Among the records below, find each line bearing the word "GenerateArgs" and copy it.

Items from a data source:
--

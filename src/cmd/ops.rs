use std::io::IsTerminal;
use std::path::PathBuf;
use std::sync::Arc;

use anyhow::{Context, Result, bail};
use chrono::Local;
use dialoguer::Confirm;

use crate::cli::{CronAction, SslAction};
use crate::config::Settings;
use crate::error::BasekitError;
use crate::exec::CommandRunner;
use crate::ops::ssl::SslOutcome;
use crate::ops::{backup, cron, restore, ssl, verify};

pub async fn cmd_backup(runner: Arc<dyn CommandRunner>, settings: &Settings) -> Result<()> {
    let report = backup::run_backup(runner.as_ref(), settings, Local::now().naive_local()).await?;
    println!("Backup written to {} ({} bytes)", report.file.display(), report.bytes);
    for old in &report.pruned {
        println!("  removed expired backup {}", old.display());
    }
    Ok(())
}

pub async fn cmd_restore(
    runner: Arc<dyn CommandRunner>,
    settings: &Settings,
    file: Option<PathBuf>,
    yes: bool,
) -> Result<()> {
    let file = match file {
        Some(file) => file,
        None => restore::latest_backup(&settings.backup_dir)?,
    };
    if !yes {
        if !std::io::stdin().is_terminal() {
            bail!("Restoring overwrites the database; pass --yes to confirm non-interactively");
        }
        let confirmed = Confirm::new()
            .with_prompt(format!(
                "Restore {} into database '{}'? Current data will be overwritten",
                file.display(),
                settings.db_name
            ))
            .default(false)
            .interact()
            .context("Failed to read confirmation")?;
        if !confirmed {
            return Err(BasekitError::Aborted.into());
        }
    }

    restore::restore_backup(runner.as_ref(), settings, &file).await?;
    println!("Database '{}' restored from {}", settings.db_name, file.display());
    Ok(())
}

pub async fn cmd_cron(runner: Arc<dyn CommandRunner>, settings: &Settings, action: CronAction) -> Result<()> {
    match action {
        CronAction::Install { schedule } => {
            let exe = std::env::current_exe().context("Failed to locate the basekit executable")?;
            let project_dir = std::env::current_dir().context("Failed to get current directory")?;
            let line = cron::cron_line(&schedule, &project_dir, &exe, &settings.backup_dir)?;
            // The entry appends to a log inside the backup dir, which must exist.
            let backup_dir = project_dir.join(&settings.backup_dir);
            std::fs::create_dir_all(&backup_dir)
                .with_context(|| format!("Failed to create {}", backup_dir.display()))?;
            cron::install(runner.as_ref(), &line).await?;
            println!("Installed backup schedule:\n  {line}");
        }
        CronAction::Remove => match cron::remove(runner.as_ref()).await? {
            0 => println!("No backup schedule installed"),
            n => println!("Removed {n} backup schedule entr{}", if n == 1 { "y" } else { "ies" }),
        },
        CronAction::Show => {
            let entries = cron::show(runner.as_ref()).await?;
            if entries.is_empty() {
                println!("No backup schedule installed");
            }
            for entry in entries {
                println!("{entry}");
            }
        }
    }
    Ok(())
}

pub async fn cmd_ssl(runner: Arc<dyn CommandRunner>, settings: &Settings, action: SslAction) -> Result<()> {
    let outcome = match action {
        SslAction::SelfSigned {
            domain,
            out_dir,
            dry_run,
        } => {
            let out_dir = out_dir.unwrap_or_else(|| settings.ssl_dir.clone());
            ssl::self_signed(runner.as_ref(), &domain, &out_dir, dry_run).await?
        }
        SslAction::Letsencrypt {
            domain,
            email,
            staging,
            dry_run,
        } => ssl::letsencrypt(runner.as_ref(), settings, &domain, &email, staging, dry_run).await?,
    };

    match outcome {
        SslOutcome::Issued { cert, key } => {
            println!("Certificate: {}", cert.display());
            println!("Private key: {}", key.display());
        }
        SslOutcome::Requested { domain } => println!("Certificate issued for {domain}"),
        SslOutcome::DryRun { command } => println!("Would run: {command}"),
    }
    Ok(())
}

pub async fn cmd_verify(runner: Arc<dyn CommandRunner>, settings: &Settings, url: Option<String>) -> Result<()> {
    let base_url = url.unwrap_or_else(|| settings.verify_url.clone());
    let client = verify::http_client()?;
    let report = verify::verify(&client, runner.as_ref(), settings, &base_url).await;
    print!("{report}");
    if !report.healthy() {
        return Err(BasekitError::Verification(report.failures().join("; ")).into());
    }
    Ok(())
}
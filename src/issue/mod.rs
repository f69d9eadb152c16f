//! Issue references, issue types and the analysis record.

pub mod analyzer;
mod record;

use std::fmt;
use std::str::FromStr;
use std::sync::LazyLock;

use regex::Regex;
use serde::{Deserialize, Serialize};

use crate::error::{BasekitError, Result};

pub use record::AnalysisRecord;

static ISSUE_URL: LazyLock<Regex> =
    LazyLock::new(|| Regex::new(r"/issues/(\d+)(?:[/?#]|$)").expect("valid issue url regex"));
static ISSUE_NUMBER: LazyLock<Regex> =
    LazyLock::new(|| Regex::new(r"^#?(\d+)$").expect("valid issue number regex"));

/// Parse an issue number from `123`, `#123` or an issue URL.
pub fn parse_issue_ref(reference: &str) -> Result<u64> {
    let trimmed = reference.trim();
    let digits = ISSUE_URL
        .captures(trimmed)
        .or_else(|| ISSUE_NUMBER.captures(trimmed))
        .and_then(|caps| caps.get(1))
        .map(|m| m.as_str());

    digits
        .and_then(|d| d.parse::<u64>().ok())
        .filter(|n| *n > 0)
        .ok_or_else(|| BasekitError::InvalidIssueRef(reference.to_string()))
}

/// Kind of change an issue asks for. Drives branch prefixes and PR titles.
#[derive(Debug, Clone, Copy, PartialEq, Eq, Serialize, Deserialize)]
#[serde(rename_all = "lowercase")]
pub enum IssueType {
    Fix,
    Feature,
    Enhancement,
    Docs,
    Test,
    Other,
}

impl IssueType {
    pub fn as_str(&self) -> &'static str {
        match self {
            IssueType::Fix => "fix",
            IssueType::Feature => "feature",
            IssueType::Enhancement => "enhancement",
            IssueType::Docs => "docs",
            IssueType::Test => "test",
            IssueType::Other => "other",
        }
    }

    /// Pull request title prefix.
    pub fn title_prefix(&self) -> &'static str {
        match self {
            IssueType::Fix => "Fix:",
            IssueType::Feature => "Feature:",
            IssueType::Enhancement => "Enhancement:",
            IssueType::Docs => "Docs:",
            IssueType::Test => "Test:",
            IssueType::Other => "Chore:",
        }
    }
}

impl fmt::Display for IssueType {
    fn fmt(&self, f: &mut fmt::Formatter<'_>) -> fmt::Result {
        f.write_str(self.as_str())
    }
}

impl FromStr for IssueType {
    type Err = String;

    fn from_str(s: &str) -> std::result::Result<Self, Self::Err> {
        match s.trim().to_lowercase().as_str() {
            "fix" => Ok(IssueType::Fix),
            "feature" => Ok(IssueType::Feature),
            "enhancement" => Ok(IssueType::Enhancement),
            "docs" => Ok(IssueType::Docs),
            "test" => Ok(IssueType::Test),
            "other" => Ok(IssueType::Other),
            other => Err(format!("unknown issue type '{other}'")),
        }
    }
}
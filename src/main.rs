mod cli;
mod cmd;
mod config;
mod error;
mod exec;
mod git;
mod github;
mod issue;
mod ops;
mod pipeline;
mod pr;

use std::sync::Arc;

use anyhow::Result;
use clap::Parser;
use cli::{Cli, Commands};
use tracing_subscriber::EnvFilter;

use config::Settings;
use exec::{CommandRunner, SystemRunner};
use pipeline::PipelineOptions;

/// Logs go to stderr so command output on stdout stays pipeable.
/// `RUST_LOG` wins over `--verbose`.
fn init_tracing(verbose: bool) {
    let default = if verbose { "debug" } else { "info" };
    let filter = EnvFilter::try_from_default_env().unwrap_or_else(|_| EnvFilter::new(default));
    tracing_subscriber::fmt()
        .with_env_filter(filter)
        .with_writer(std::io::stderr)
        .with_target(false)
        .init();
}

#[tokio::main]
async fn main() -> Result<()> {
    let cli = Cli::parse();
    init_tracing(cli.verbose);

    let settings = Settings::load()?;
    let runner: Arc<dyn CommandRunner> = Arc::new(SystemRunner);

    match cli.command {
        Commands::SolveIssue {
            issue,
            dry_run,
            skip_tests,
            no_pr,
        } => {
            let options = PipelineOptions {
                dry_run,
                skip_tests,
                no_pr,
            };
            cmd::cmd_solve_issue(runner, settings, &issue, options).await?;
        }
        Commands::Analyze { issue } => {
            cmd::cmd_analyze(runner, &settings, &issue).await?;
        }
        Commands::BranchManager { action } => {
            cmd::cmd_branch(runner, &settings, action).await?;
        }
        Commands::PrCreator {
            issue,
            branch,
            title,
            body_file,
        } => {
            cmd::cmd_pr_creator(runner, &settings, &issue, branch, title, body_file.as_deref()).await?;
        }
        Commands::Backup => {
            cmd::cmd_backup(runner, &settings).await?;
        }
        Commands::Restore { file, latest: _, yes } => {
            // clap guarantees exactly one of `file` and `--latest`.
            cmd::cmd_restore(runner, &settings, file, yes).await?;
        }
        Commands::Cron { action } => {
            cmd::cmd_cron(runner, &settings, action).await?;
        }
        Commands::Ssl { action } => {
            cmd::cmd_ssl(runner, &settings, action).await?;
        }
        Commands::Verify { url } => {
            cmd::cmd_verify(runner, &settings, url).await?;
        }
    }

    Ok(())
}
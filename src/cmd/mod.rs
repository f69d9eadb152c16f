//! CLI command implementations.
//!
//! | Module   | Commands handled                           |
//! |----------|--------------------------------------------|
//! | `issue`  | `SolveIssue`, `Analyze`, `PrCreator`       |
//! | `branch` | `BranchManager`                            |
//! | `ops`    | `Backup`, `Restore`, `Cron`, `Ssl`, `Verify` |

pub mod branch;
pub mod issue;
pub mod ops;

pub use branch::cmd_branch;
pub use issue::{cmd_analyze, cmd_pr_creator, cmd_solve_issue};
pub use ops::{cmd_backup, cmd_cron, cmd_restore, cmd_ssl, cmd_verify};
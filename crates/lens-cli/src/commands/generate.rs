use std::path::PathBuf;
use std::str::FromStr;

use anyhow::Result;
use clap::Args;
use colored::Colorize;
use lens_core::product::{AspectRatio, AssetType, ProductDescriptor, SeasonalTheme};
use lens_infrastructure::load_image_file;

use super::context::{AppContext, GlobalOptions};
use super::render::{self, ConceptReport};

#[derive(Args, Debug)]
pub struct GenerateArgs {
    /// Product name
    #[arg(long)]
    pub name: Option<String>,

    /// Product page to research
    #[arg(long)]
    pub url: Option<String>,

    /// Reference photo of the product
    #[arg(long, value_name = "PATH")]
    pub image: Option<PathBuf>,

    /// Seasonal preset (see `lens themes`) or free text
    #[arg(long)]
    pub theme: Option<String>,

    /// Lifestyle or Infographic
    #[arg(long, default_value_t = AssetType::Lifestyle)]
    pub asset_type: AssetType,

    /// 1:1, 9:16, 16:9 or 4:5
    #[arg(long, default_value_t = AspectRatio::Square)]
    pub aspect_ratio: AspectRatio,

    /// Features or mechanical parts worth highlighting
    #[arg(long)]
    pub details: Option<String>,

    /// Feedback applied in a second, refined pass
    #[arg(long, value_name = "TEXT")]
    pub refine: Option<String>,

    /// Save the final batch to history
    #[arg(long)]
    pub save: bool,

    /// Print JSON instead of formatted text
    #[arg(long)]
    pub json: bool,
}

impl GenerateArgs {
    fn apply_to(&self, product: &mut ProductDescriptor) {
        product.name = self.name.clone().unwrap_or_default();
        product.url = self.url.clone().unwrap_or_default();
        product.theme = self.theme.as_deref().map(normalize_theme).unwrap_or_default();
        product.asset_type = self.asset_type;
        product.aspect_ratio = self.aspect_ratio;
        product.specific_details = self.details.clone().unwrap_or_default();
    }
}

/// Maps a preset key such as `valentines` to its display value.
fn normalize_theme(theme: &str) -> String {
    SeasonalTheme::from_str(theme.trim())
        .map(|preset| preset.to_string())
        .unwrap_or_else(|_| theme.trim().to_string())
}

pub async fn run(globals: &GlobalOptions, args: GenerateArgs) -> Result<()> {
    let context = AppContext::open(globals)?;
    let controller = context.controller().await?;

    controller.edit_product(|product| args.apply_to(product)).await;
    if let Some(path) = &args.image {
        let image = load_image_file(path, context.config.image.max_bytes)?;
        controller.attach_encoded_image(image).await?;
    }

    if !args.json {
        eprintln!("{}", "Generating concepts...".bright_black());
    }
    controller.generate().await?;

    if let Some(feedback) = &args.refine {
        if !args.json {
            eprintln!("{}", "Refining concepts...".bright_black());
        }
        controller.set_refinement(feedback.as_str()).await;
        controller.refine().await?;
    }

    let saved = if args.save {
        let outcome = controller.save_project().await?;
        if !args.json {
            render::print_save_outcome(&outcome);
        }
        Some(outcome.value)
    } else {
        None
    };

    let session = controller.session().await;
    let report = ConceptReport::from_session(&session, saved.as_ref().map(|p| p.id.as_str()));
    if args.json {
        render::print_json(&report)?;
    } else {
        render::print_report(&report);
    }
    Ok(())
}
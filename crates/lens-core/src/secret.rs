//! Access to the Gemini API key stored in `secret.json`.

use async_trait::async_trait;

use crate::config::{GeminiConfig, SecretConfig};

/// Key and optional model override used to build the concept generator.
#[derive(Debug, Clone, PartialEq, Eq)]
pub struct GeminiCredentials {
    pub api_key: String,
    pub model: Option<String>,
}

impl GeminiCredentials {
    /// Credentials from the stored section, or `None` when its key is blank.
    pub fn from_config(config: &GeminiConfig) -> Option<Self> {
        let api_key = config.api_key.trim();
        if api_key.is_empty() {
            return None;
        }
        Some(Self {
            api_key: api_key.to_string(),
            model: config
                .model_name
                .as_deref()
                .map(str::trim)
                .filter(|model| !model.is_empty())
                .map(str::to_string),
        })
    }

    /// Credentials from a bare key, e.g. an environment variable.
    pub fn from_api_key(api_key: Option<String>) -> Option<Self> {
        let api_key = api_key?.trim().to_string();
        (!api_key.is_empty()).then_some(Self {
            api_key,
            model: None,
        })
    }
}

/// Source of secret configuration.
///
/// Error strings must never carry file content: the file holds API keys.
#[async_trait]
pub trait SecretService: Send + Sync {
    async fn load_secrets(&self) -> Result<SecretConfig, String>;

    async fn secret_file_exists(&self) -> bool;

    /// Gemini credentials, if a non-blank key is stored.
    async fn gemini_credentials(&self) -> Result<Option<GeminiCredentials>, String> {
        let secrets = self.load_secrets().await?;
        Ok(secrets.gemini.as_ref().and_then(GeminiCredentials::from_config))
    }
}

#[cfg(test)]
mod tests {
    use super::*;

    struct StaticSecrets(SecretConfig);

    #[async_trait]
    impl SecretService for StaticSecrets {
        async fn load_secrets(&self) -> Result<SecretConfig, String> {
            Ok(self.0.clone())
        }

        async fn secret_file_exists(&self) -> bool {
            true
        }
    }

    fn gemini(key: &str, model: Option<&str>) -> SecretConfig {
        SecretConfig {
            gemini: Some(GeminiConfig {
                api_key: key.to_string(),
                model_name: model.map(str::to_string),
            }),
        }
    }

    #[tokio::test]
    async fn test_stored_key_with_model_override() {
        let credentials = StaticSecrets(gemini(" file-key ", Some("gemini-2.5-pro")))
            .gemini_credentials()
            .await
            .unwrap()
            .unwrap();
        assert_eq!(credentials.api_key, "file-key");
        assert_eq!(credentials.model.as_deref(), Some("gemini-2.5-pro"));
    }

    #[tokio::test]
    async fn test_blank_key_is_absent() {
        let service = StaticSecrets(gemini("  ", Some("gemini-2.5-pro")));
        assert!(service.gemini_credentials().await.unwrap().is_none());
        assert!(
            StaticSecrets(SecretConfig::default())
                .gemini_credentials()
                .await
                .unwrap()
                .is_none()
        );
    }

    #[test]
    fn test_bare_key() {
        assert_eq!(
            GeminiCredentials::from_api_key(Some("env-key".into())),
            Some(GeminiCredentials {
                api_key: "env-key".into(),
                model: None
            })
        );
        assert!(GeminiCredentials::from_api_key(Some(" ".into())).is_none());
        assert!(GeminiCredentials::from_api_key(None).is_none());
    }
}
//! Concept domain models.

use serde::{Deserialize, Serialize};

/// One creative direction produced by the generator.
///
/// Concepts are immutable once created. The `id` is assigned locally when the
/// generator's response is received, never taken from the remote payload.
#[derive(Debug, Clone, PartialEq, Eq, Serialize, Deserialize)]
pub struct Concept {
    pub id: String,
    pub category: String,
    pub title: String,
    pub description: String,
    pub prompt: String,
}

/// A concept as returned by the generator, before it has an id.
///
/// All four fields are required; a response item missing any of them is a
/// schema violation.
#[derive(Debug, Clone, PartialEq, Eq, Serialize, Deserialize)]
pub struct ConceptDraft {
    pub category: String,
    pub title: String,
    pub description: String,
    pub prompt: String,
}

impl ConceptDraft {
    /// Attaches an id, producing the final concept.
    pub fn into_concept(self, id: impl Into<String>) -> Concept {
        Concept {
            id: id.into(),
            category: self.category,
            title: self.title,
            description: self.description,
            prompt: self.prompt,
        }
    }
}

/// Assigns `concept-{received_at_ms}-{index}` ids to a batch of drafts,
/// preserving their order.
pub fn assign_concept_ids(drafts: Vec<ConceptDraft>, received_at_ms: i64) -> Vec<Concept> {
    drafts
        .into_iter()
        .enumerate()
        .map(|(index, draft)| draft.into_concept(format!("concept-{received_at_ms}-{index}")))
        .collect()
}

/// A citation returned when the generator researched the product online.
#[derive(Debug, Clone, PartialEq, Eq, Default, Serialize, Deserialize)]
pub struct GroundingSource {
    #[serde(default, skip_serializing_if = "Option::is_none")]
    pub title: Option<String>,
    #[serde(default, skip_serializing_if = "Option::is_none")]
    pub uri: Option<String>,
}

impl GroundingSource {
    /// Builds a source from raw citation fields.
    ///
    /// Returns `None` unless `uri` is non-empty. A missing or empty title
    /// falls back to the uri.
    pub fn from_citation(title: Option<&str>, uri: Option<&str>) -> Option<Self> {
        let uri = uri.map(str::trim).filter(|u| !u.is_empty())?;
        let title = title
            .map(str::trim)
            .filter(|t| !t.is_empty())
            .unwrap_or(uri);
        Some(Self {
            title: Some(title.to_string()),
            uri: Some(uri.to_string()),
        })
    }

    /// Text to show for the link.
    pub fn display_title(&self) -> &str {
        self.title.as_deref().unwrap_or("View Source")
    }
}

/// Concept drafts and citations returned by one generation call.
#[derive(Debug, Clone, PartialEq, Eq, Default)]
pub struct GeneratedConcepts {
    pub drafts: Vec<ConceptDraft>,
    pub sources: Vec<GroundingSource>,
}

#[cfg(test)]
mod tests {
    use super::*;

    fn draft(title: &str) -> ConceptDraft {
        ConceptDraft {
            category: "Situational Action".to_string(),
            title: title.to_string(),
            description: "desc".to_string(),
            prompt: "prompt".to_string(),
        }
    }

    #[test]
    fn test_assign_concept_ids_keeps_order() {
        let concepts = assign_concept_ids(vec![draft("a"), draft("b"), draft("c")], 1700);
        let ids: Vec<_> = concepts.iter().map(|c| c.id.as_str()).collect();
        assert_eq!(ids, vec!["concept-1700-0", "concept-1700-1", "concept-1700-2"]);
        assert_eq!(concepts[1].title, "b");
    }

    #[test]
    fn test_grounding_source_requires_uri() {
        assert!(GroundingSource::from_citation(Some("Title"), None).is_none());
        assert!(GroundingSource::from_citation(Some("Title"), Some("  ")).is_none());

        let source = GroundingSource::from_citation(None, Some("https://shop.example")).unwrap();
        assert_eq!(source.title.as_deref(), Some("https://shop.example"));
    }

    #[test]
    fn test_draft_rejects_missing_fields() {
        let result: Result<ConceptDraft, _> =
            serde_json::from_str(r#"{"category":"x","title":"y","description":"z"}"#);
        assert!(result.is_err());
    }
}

--

### [Solution to the problem]
pub struct GenerateArgs {
impl GenerateArgs {
pub async fn run(globals: &GlobalOptions, args: GenerateArgs) -> Result<()> {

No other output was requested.